Information given
//! Apply a match report's ADD/DELETE/KEEP actions to the store.
//!
//! Per resident: ADD papers first, then DELETE, then KEEP. Every statement
//! commits on its own; a failed paper or link is counted and the run moves
//! on, so earlier work is never rolled back.

use std::collections::HashSet;

use pubrecon_core::{
    ActionKind, MatchReport, MatchResult, NAME_THRESHOLD, ResidentRecord, ResidentReport,
    best_resident, ratio, same_text, truncate,
};
use pubrecon_store::{
    Column, Conditions, Fields, Store, Table, link, linked_publications, load_residents,
    remove_if_orphan, unlink,
};

use crate::error::ApplyError;
use crate::stats::Stats;

/// Minimum (exclusive) title similarity for locating a DELETE target.
pub const DELETE_THRESHOLD: f64 = 0.75;

const TITLE_WIDTH: usize = 60;

#[derive(Debug, Clone, Copy, PartialEq)]
pub struct ApplyOptions {
    pub name_threshold: f64,
    pub delete_threshold: f64,
    /// Resolve residents and log the plan without touching the store
    pub dry_run: bool,
}

impl Default for ApplyOptions {
    fn default() -> Self {
        Self {
            name_threshold: NAME_THRESHOLD,
            delete_threshold: DELETE_THRESHOLD,
            dry_run: false,
        }
    }
}

pub struct Applier<'a, S: Store> {
    store: &'a S,
    options: ApplyOptions,
}

impl<'a, S: Store> Applier<'a, S> {
    pub fn new(store: &'a S, options: ApplyOptions) -> Self {
        Self { store, options }
    }

    /// Apply every resident in `report`. Never fails as a whole: problems
    /// are logged and show up in the returned counters.
    pub fn apply(&self, report: &MatchReport) -> Stats {
        let mut stats = Stats::default();

        let residents = match load_residents(self.store) {
            Ok(r) => r,
            Err(e) => {
                log::error!("Failed to load residents: {e}");
                return stats;
            }
        };
        log::info!(
            "Applying actions for {} residents against {} database residents",
            report.residents.len(),
            residents.len()
        );

        for (name, resident_report) in &report.residents {
            let resident = match self.resolve(name, &residents) {
                Ok(r) => r,
                Err(e) => {
                    log::warn!("[SKIP] {name}: {e}");
                    stats.residents_skipped += 1;
                    continue;
                }
            };
            stats.residents_resolved += 1;

            if self.options.dry_run {
                log_plan(name, resident, resident_report);
                continue;
            }
            self.apply_resident(name, resident, resident_report, &mut stats);
        }

        stats
    }

    fn resolve<'r>(
        &self,
        name: &str,
        residents: &'r [ResidentRecord],
    ) -> Result<&'r ResidentRecord, ApplyError> {
        let best = best_resident(name, residents);
        match best {
            Some(m) if m.score > self.options.name_threshold => {
                log::debug!(
                    "{name} -> resident {} '{}' ({:.3})",
                    m.resident.id,
                    m.resident.display_name(),
                    m.score
                );
                Ok(m.resident)
            }
            _ => Err(ApplyError::ResidentNotFound {
                name: name.to_string(),
                best_score: best.map(|m| m.score),
            }),
        }
    }

    fn apply_resident(
        &self,
        name: &str,
        resident: &ResidentRecord,
        report: &ResidentReport,
        stats: &mut Stats,
    ) {
        let author_id = match self.author_for(resident) {
            Ok(id) => id,
            Err(e) => {
                log::error!("[FAIL] {name}: could not get author row: {e}");
                return;
            }
        };

        // publications added in this run survive a KEEP pass
        let mut added = HashSet::new();

        if let Some(action) = report.action(ActionKind::Add) {
            for paper in action.found_papers() {
                match self.add(author_id, paper) {
                    Ok(publication_id) => {
                        stats.add.success += 1;
                        added.insert(publication_id);
                        log::info!("[OK] {name} [ADD] {}", truncate(&paper.title, TITLE_WIDTH));
                    }
                    Err(e) => {
                        stats.add.failed += 1;
                        log::warn!("[FAIL] {name} [ADD] {e}");
                    }
                }
            }
        }

        if let Some(action) = report.action(ActionKind::Delete) {
            for paper in action.found_papers() {
                match self.delete(author_id, paper) {
                    Ok(()) => {
                        stats.delete.success += 1;
                        log::info!("[OK] {name} [DELETE] {}", truncate(&paper.title, TITLE_WIDTH));
                    }
                    Err(e) => {
                        stats.delete.failed += 1;
                        log::warn!("[FAIL] {name} [DELETE] {e}");
                    }
                }
            }
        }

        if let Some(action) = report.action(ActionKind::Keep) {
            let mut keep = added;
            for paper in action.found_papers() {
                match self.locate_exact(paper) {
                    Ok(Some(id)) => {
                        keep.insert(id);
                    }
                    Ok(None) => log::debug!(
                        "{name} [KEEP] not in database: {}",
                        truncate(&paper.title, TITLE_WIDTH)
                    ),
                    Err(e) => log::warn!("[WARN] {name} [KEEP] lookup failed: {e}"),
                }
            }
            self.keep(name, author_id, &keep, stats);
        }
    }

    fn author_for(&self, resident: &ResidentRecord) -> Result<i64, ApplyError> {
        let (id, created) = self.store.get_or_create(
            Table::Author,
            &Fields::new().set(Column::AuthorResident, resident.id),
            &Fields::new()
                .set(Column::Affiliation, "")
                .set(Column::FirstAttendingYear, resident.grad_year),
        )?;
        if created {
            log::debug!("Created author {id} for resident {}", resident.id);
        }
        Ok(id)
    }

    fn journal_id(&self, name: &str) -> Result<i64, ApplyError> {
        let (id, _) = self.store.get_or_create(
            Table::Journal,
            &Fields::new().set(Column::JournalName, name.trim()),
            &Fields::new(),
        )?;
        Ok(id)
    }

    /// Get-or-create journal, publication and link. Returns the publication id.
    fn add(&self, author_id: i64, paper: &MatchResult) -> Result<i64, ApplyError> {
        let journal_id = self.journal_id(&paper.journal)?;
        let (publication_id, _) = self.store.get_or_create(
            Table::Publication,
            &Fields::new()
                .set(Column::PublicationJournal, journal_id)
                .set(Column::Title, paper.title.trim()),
            &Fields::new()
                .set(Column::Doi, paper.doi.clone())
                .set(
                    Column::DatePublished,
                    paper.publication_date.map(|d| d.to_string()),
                ),
        )?;
        if let Err(e) = link(
            self.store,
            author_id,
            publication_id,
            paper.authorship.map(|a| a.as_str()),
        ) {
            // Leave no unlinked publication behind
            if let Err(cleanup) = remove_if_orphan(self.store, publication_id) {
                log::warn!("Failed to remove orphan publication {publication_id}: {cleanup}");
            }
            return Err(e.into());
        }
        Ok(publication_id)
    }

    /// Remove this author's link to the best-matching publication in the
    /// paper's journal: exact title first, else the highest similarity above
    /// the delete threshold. Only publications linked to the author are
    /// considered.
    fn delete(&self, author_id: i64, paper: &MatchResult) -> Result<(), ApplyError> {
        let journal_id = self.journal_id(&paper.journal)?;
        let linked: HashSet<i64> = linked_publications(self.store, author_id)?
            .into_iter()
            .collect();
        let pool: Vec<(i64, String)> = self
            .store
            .find(
                Table::Publication,
                &Conditions::new().eq(Column::PublicationJournal, journal_id),
            )?
            .iter()
            .filter(|row| linked.contains(&row.id()))
            .filter_map(|row| Some((row.id(), row.text(Column::Title)?.to_string())))
            .collect();

        let target = match pool.iter().find(|(_, title)| same_text(title, &paper.title)) {
            Some((id, _)) => *id,
            None => {
                let mut best: Option<(i64, f64)> = None;
                for (id, title) in &pool {
                    let score = ratio(&paper.title, title);
                    if best.map_or(true, |(_, s)| score > s) {
                        best = Some((*id, score));
                    }
                }
                match best {
                    Some((id, score)) if score > self.options.delete_threshold => id,
                    _ => {
                        return Err(ApplyError::PublicationNotFound {
                            title: truncate(&paper.title, TITLE_WIDTH),
                            best_score: best.map(|(_, s)| s),
                        });
                    }
                }
            }
        };

        let outcome = unlink(self.store, author_id, target)?;
        if outcome.publication_removed {
            log::debug!("Publication {target} removed as orphan");
        }
        Ok(())
    }

    /// Publication id for an exact journal name + title match, without creating anything.
    fn locate_exact(&self, paper: &MatchResult) -> Result<Option<i64>, ApplyError> {
        let journal = self.store.find(
            Table::Journal,
            &Conditions::new().eq(Column::JournalName, paper.journal.trim()),
        )?;
        let Some(journal) = journal.first() else {
            return Ok(None);
        };
        let publication = self.store.find(
            Table::Publication,
            &Conditions::new()
                .eq(Column::PublicationJournal, journal.id())
                .eq(Column::Title, paper.title.trim()),
        )?;
        Ok(publication.first().map(|row| row.id()))
    }

    /// Remove every link of `author_id` whose publication is not in `keep`.
    fn keep(&self, name: &str, author_id: i64, keep: &HashSet<i64>, stats: &mut Stats) {
        let linked = match linked_publications(self.store, author_id) {
            Ok(ids) => ids,
            Err(e) => {
                stats.keep.failed += 1;
                log::warn!("[FAIL] {name} [KEEP] could not list links: {e}");
                return;
            }
        };

        for publication_id in linked.into_iter().filter(|id| !keep.contains(id)) {
            match unlink(self.store, author_id, publication_id) {
                Ok(_) => stats.keep.removed += 1,
                Err(e) => {
                    stats.keep.failed += 1;
                    log::warn!("[FAIL] {name} [KEEP] unlink {publication_id}: {e}");
                }
            }
        }
        stats.keep.success += 1;
        log::info!("[OK] {name} [KEEP] {} kept", keep.len());
    }
}

fn log_plan(name: &str, resident: &ResidentRecord, report: &ResidentReport) {
    let count = |kind: ActionKind| report.action(kind).map_or(0, |a| a.found);
    log::info!(
        "[DRY] {name} -> resident {}: ADD {}, DELETE {}, KEEP {}",
        resident.id,
        count(ActionKind::Add),
        count(ActionKind::Delete),
        count(ActionKind::Keep)
    );
}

What you will do
With the first line of the material as the start and the line containing "never rolled back." as the end, repeat that span exactly and add nothing.

Task output
//! Apply a match report's ADD/DELETE/KEEP actions to the store.
//!
//! Per resident: ADD papers first, then DELETE, then KEEP. Every statement
//! commits on its own; a failed paper or link is counted and the run moves
//! on, so earlier work is never rolled back.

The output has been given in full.